The short answer has to be, So that other humans will read these texts and be encouraged to behave in a particular way (in this post, behaving includes not only one’s external actions but also one’s internal motives and belief). Accordingly, the texts need to teach right from wrong, including right belief and wrong belief, and discuss the rewards for the former and punishments for the latter. They can also provide us guidance on how to mold our behavior. I suppose that there might be other reasons for our God to inspire a text to be written, but this seems to me to be the obvious one, and indeed no others come to mind.
Now, if you were our God, what sort of texts would you inspire to get humans to behave in a particular way?
Well, the most straightforward text like this would be an explicit list of rules, and sure enough we have plenty of that, most obviously in the Torah. The Gospels, of course, provide us with the teachings of the Son of God, detailing how we are to relate to God and treat one another.
The book of Proverbs is slightly less an explicit list of rules, but it’s pretty close. The prophets, major and minor, were certainly telling people how to act, often quoting God Himself, and having these injunctions written down makes sense because other people later on can apply them to their own, similar situations. Note that both Proverbs and the prophets frequently include not only what we are supposed to do, but what will happen if we don’t. The New Testament letters, telling churches sometimes and individuals other times what they should do and believe, are likewise applicable to later churches and individuals in the behavior they encourage.
The other Wisdom books, in addition to Proverbs, are logical additions. God wants us to pray to Him — among other things, doing so helps give us the strength and wisdom to do what we know we should do but might find it difficult to do — so giving us guidance on how to pray also makes sense, and that’s what the Psalms provide. The book of Job does that, too, and also gives us information about what sort of entity our God is (as does, for example, the first part of Genesis), which incentivizes obedience. Ecclesiastes also instructs us about the human condition and how we are to live and follow God. The most important human relationship is marriage, and the Song of Songs provides a celebration of heterosexual love between a married couple, teaching that it is a divine gift and to be treasured.
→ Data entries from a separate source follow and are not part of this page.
//! Continuous Fréchet distance between polygonal curves.
//!
//! The distance is computed the Alt–Godau way: a free-space diagram answers
//! the decision problem for a fixed ε, and a binary search over the sorted
//! critical values finds the smallest feasible one.
//!
//! # Example
//!
//! ```
//! use frechet::frechet::{frechet_distance, CriticalValues};
//! use frechet::Curve;
//!
//! let p = Curve::from_coords(&[(0.0_f64, 0.0), (1.0, 0.0), (2.0, 0.0)]).unwrap();
//! let q = Curve::from_coords(&[(0.0_f64, 1.0), (1.0, 1.0), (2.0, 1.0)]).unwrap();
//!
//! let critical = CriticalValues::new(&p, &q, 1e-6);
//! assert!(!critical.is_empty());
//!
//! let d = frechet_distance(&p, &q).unwrap();
//! assert!((d - 1.0).abs() < 1e-9);
//! ```

mod critical;
mod decision;
mod distance;
mod free_space;
mod options;
#[cfg(test)]
mod oracle;
mod reachability;

pub use critical::{bisector_crossing, CriticalValues};
pub use decision::{decide, DecisionProblem};
pub use distance::{frechet_distance, frechet_distance_with, FrechetDistance};
pub use free_space::{free_interval, FreeInterval, FreeSpaceDiagram};
pub use options::{FrechetOptions, ReachabilityStrategy};
pub use reachability::{is_reachable, propagate, search};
But what about history, the recounting of human events, which makes up such a big chunk of the Bible? Much of the history we read in the Bible is instructive regarding God’s wishes for our behavior, even if most human history is not. If indeed the Jews were God’s chosen people — with God speaking to them and working through them — then their history in the Old Testament and how God interacted with them would be instructive; the Son of God’s activities on earth (the Gospels again) and the Acts of his Apostles would be, too. The events recounted provide role models and cautionary tales, for example, not only telling us what God wants but providing some tips on how to overcome obstructions to His will.
There’s another purpose that history serves. It’s not enough just to enunciate the rules and the costs and benefits of following them: You also have to persuade people that there really is a God behind them. Now, the history in the Bible is not self-authenticating, but it is evidence, and if true then of course it does establish the sort of God who might have these rules and the power to enforce them, who has created people and wants them to live in a way that honors Him and show love for one another. I should say that occasionally there are passages of apologetics proper in the Bible — that is, that lay out explicitly the evidence for God’s existence — but in general the argument is implicit in the history that is laid out.
That leaves Revelation, the first chapters of which are similar to other New Testament letters that instructed churches on right behavior. As for the account that then follows of the world’s last days, that’s future history which provides some instruction on right behavior but, more important, reassures the righteous and warns the unrighteous about what lies ahead for them. Again, doing and believing what God wants is encouraged.
Anything else you’d want for people to write down, if you were our God? And is there a lot in the Bible that is irrelevant to the hypothesized aim of telling people how to act, and what to believe, and encouraging them to do so? I think the answer to both questions is, No. Rather remarkable, wouldn’t you say? And it all makes sense.